Personal information
- Full name: Stephen Nicholas Warman
- Born: 24 August 1967 (age 58) Lincoln, Lincolnshire, England
- Batting: Right-handed

Domestic team information
- 1987–2001: Lincolnshire

Career statistics
| Competition | List A |
| Matches | 9 |
| Runs scored | 195 |
| Batting average | 24.37 |
| 100s/50s | –/– |
| Top score | 39 |
| Balls bowled | – |
| Wickets | – |
| Bowling average | – |
| 5 wickets in innings | – |
| 10 wickets in match | – |
| Best bowling | – |
| Catches/stumpings | 3/– |
- Source: Cricinfo, 25 June 2011

= Stephen Warman =

English cricketer (born 1967)

Stephen Nicholas Warman (born 24 August 1967) is a former English cricketer.

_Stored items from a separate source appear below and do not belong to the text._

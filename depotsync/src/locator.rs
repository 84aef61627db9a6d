//! Content-addressed chunk URLs.
//!
//! Chunked JSON depots address a chunk by its compressed MD5, sharded into
//! two directory levels: `base/aa/bb/aabbccdd...`. Binary manifests address
//! chunks by group, rolling hash and guid under a version-specific directory.
//! Generation 1 depots keep every file in one `main.bin` blob, fetched by
//! byte range.

use std::collections::{HashMap, HashSet};
use std::sync::atomic::{AtomicUsize, Ordering};

use serde::Deserialize;
use serde_json::Value;
use tracing::{debug, warn};

use crate::manifest::{Chunk, FileEntry, Manifest, ManifestResult};

/// How a base URL is picked for each chunk.
#[derive(Debug, Clone, Copy, PartialEq, Eq, Default)]
pub enum UrlSelection {
    /// Always the first (highest priority) base URL.
    #[default]
    First,
    /// Rotate through the base URLs.
    RoundRobin,
}

/// Maps chunk hashes to download URLs.
#[derive(Debug, Default)]
pub struct ChunkLocator {
    selection: UrlSelection,
    cursor: AtomicUsize,
}

impl ChunkLocator {
    pub fn new(selection: UrlSelection) -> Self {
        Self {
            selection,
            cursor: AtomicUsize::new(0),
        }
    }

    pub fn selection(&self) -> UrlSelection {
        self.selection
    }

    fn pick<'a>(&self, base_urls: &'a [String]) -> Option<&'a str> {
        if base_urls.is_empty() {
            return None;
        }
        let index = match self.selection {
            UrlSelection::First => 0,
            UrlSelection::RoundRobin => self.cursor.fetch_add(1, Ordering::Relaxed) % base_urls.len(),
        };
        Some(base_urls[index].as_str())
    }

    /// Build `hash -> url` for every hash. An empty `base_urls` yields an
    /// empty map, which callers must treat as unresolvable.
    pub fn build_chunk_url_map(
        &self,
        hashes: &[String],
        base_urls: &[String],
    ) -> HashMap<String, String> {
        if base_urls.is_empty() {
            warn!("No base CDN URLs provided");
            return HashMap::new();
        }

        let map: HashMap<String, String> = hashes
            .iter()
            .filter_map(|hash| {
                self.pick(base_urls)
                    .map(|base| (hash.clone(), sharded_url(base, hash)))
            })
            .collect();
        debug!(chunks = map.len(), bases = base_urls.len(), "Built chunk URL map");
        map
    }

    /// Build `hash -> url` using each chunk's product's base URLs. Chunks
    /// with no product or no URLs for their product are omitted.
    pub fn build_chunk_url_map_with_products(
        &self,
        hashes: &[String],
        chunk_to_product: &HashMap<String, String>,
        product_urls: &HashMap<String, Vec<String>>,
    ) -> HashMap<String, String> {
        let mut map = HashMap::with_capacity(hashes.len());
        for hash in hashes {
            let Some(product_id) = chunk_to_product.get(hash) else {
                warn!(chunk = %hash, "No product for chunk");
                continue;
            };
            let Some(base) = product_urls.get(product_id).and_then(|urls| self.pick(urls)) else {
                warn!(chunk = %hash, product_id = %product_id, "No URLs for product");
                continue;
            };
            map.insert(hash.clone(), sharded_url(base, hash));
        }
        debug!(
            chunks = map.len(),
            products = product_urls.len(),
            "Built per-product chunk URL map"
        );
        map
    }
}

/// Name of the generation 1 depot blob.
pub const MAIN_BIN: &str = "main.bin";

/// `base/main.bin`.
pub fn main_bin_url(base: &str) -> String {
    format!("{}/{}", base.trim_end_matches('/'), MAIN_BIN)
}

/// Inclusive byte range inside a blob.
#[derive(Debug, Clone, Copy, PartialEq, Eq)]
pub struct ByteRange {
    pub start: u64,
    pub end: u64,
}

impl ByteRange {
    /// Range of `len` bytes at `offset`; `None` for an empty range.
    pub fn new(offset: u64, len: u64) -> Option<Self> {
        let end = offset.checked_add(len.checked_sub(1)?)?;
        Some(Self { start: offset, end })
    }

    /// Value for an HTTP `Range` header, e.g. `bytes=1024-2047`.
    pub fn header_value(&self) -> String {
        format!("bytes={}-{}", self.start, self.end)
    }
}

/// `base/aa/bb/hash`, or `base/hash` for hashes shorter than four characters.
pub fn sharded_url(base: &str, hash: &str) -> String {
    match (hash.get(0..2), hash.get(2..4)) {
        (Some(first), Some(second)) if hash.len() >= 4 => {
            format!("{}/{}/{}/{}", base, first, second, hash)
        }
        _ => format!("{}/{}", base, hash),
    }
}

/// Build `hash -> url` with [`UrlSelection::First`].
pub fn build_chunk_url_map(hashes: &[String], base_urls: &[String]) -> HashMap<String, String> {
    ChunkLocator::default().build_chunk_url_map(hashes, base_urls)
}

/// Per-product variant of [`build_chunk_url_map`].
pub fn build_chunk_url_map_with_products(
    hashes: &[String],
    chunk_to_product: &HashMap<String, String>,
    product_urls: &HashMap<String, Vec<String>>,
) -> HashMap<String, String> {
    ChunkLocator::default().build_chunk_url_map_with_products(hashes, chunk_to_product, product_urls)
}

/// Distinct chunk hashes referenced by `files`, in first-seen order.
pub fn extract_chunk_hashes<'a, F>(files: F) -> Vec<String>
where
    F: IntoIterator<Item = &'a FileEntry>,
{
    let mut seen = HashSet::new();
    let mut ordered = Vec::new();
    let mut file_count = 0usize;
    for file in files {
        file_count += 1;
        for part in file.chunk_parts() {
            if seen.insert(part.guid) {
                ordered.push(part.guid.to_string());
            }
        }
    }
    debug!(chunks = ordered.len(), files = file_count, "Extracted unique chunks");
    ordered
}

/// Owning product of every chunk, first file wins.
pub fn chunk_product_map<'a, F>(files: F, base_product_id: &str) -> HashMap<String, String>
where
    F: IntoIterator<Item = &'a FileEntry>,
{
    let mut map = HashMap::new();
    for file in files {
        let product = file.product_id().unwrap_or(base_product_id);
        for part in file.chunk_parts() {
            map.entry(part.guid.to_string())
                .or_insert_with(|| product.to_string());
        }
    }
    map
}

/// Chunk directory for a binary manifest version.
pub fn epic_chunk_dir(version: u32) -> &'static str {
    match version {
        v if v >= 15 => "ChunksV4",
        v if v >= 6 => "ChunksV3",
        v if v >= 3 => "ChunksV2",
        _ => "Chunks",
    }
}

/// Relative chunk path: `{dir}/{group:02}/{HASH:016X}_{GUID}.chunk`.
pub fn epic_chunk_path(version: u32, chunk: &Chunk) -> String {
    format!(
        "{}/{:02}/{:016X}_{}.chunk",
        epic_chunk_dir(version),
        chunk.group_num,
        chunk.hash,
        chunk.guid.to_upper_hex()
    )
}

/// Build `guid -> url` for binary-manifest chunks.
pub fn build_epic_chunk_url_map<'a, C>(
    locator: &ChunkLocator,
    manifest: &Manifest,
    chunks: C,
    base_urls: &[String],
) -> HashMap<String, String>
where
    C: IntoIterator<Item = &'a Chunk>,
{
    let mut map = HashMap::new();
    for chunk in chunks {
        let Some(base) = locator.pick(base_urls) else {
            warn!("No base CDN URLs provided");
            return HashMap::new();
        };
        map.insert(
            chunk.guid.to_string(),
            format!(
                "{}/{}",
                base.trim_end_matches('/'),
                epic_chunk_path(manifest.version, chunk)
            ),
        );
    }
    map
}

#[derive(Debug, Deserialize)]
struct SecureLinks {
    #[serde(default)]
    urls: Vec<Value>,
}

#[derive(Debug, Deserialize)]
struct SecureLink {
    #[serde(default)]
    url_format: String,
    #[serde(default)]
    parameters: Option<serde_json::Map<String, Value>>,
}

/// Expand a secure-link response into base URLs by substituting every
/// `{key}` of `url_format` with its parameter value.
pub fn parse_secure_links(data: &[u8]) -> ManifestResult<Vec<String>> {
    let links: SecureLinks = serde_json::from_slice(data)?;
    let mut urls = Vec::new();
    for entry in links.urls {
        let Ok(link) = serde_json::from_value::<SecureLink>(entry) else {
            continue;
        };
        let Some(parameters) = link.parameters else {
            continue;
        };
        if link.url_format.is_empty() {
            continue;
        }
        let mut url = link.url_format;
        for (key, value) in parameters {
            let value = match value {
                Value::String(s) => s,
                other => other.to_string(),
            };
            url = url.replace(&format!("{{{}}}", key), &value);
        }
        let url = url.replace("\\/", "/");
        if !url.is_empty() {
            urls.push(url);
        }
    }
    Ok(urls)
}

#[cfg(test)]
mod tests {
    use super::*;
    use crate::manifest::Guid;

    fn strings(values: &[&str]) -> Vec<String> {
        values.iter().map(|s| s.to_string()).collect()
    }

    #[test]
    fn test_sharded_url() {
        let map = build_chunk_url_map(&strings(&["aabbccdd"]), &strings(&["http://x"]));
        assert_eq!(map["aabbccdd"], "http://x/aa/bb/aabbccdd");
    }

    #[test]
    fn test_short_hash_is_not_sharded() {
        let map = build_chunk_url_map(&strings(&["abc"]), &strings(&["http://x"]));
        assert_eq!(map["abc"], "http://x/abc");
    }

    #[test]
    fn test_empty_base_urls_yield_empty_map() {
        assert!(build_chunk_url_map(&strings(&["aabbccdd"]), &[]).is_empty());
    }

    #[test]
    fn test_first_selection_always_uses_first_base() {
        let map = build_chunk_url_map(&strings(&["aaaa", "bbbb"]), &strings(&["http://a", "http://b"]));
        assert!(map.values().all(|u| u.starts_with("http://a/")));
    }

    #[test]
    fn test_round_robin_rotates() {
        let locator = ChunkLocator::new(UrlSelection::RoundRobin);
        let map = locator.build_chunk_url_map(
            &strings(&["aaaa", "bbbb"]),
            &strings(&["http://a", "http://b"]),
        );
        assert_eq!(map["aaaa"], "http://a/aa/aa/aaaa");
        assert_eq!(map["bbbb"], "http://b/bb/bb/bbbb");
    }

    #[test]
    fn test_per_product_map_omits_unknown_products() {
        let chunk_to_product: HashMap<String, String> = [
            ("aaaa".to_string(), "base".to_string()),
            ("bbbb".to_string(), "dlc".to_string()),
        ]
        .into_iter()
        .collect();
        let product_urls: HashMap<String, Vec<String>> =
            [("base".to_string(), strings(&["http://base"]))].into_iter().collect();

        let map = build_chunk_url_map_with_products(
            &strings(&["aaaa", "bbbb", "cccc"]),
            &chunk_to_product,
            &product_urls,
        );
        assert_eq!(map.len(), 1);
        assert_eq!(map["aaaa"], "http://base/aa/aa/aaaa");
    }

    #[test]
    fn test_extract_chunk_hashes_dedups_in_order() {
        let a = Guid::from_words([0xa, 0, 0, 0]);
        let b = Guid::from_words([0xb, 0, 0, 0]);
        let c = Guid::from_words([0xc, 0, 0, 0]);
        let files = vec![
            FileEntry::builder("one")
                .push_part(a, 0, 1)
                .push_part(b, 0, 1)
                .build()
                .unwrap(),
            FileEntry::builder("two")
                .push_part(a, 0, 1)
                .push_part(c, 0, 1)
                .build()
                .unwrap(),
        ];
        let hashes = extract_chunk_hashes(&files);
        assert_eq!(hashes, vec![a.to_string(), b.to_string(), c.to_string()]);
    }

    #[test]
    fn test_epic_chunk_path() {
        let chunk = Chunk {
            guid: Guid::from_words([0xaabbccdd, 0x00112233, 0x44556677, 0x8899eeff]),
            hash: 0x0123_4567_89ab_cdef,
            sha_hash: None,
            md5: None,
            group_num: 7,
            window_size: 1024,
            size: 1024,
            compressed_size: None,
        };
        assert_eq!(
            epic_chunk_path(18, &chunk),
            "ChunksV4/07/0123456789ABCDEF_AABBCCDD00112233445566778899EEFF.chunk"
        );
        assert_eq!(epic_chunk_dir(6), "ChunksV3");
        assert_eq!(epic_chunk_dir(3), "ChunksV2");
        assert_eq!(epic_chunk_dir(2), "Chunks");
    }

    #[test]
    fn test_parse_secure_links() {
        let json = br#"{"urls": [
            {"url_format": "{base_url}\\/token={token}{path}", "parameters": {"base_url": "https://cdn.example", "token": "abc", "path": "/content/1"}},
            {"url_format": "", "parameters": {}},
            {"url_format": "https://no-params"}
        ]}"#;
        let urls = parse_secure_links(json).unwrap();
        assert_eq!(urls, vec!["https://cdn.example/token=abc/content/1"]);
    }

    #[test]
    fn test_blob_range_header() {
        assert_eq!(main_bin_url("https://cdn/x/"), "https://cdn/x/main.bin");
        let range = ByteRange::new(1024, 10).unwrap();
        assert_eq!(range.header_value(), "bytes=1024-1033");
        assert_eq!(ByteRange::new(1024, 0), None);
    }
}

Warman was a right-handed batsman. He was born in Lincoln, Lincolnshire.

Warman made his debut for Lincolnshire in the 1987 Minor Counties Championship against Staffordshire. Warman played Minor counties cricket for Lincolnshire from 1987 to 2001, which included 100 Minor Counties Championship matches and 24 MCCA Knockout Trophy matches. He made his List A debut against Gloucestershire in the 1990 NatWest Trophy. He played 8 further List A matches for Lincolnshire, the last coming against Berkshire in the 1st round of the 2002 Cheltenham & Gloucester Trophy, which was held in 2001. In his 9 matches, he scored 195 runs at an average of 24.37, with a high score of 39.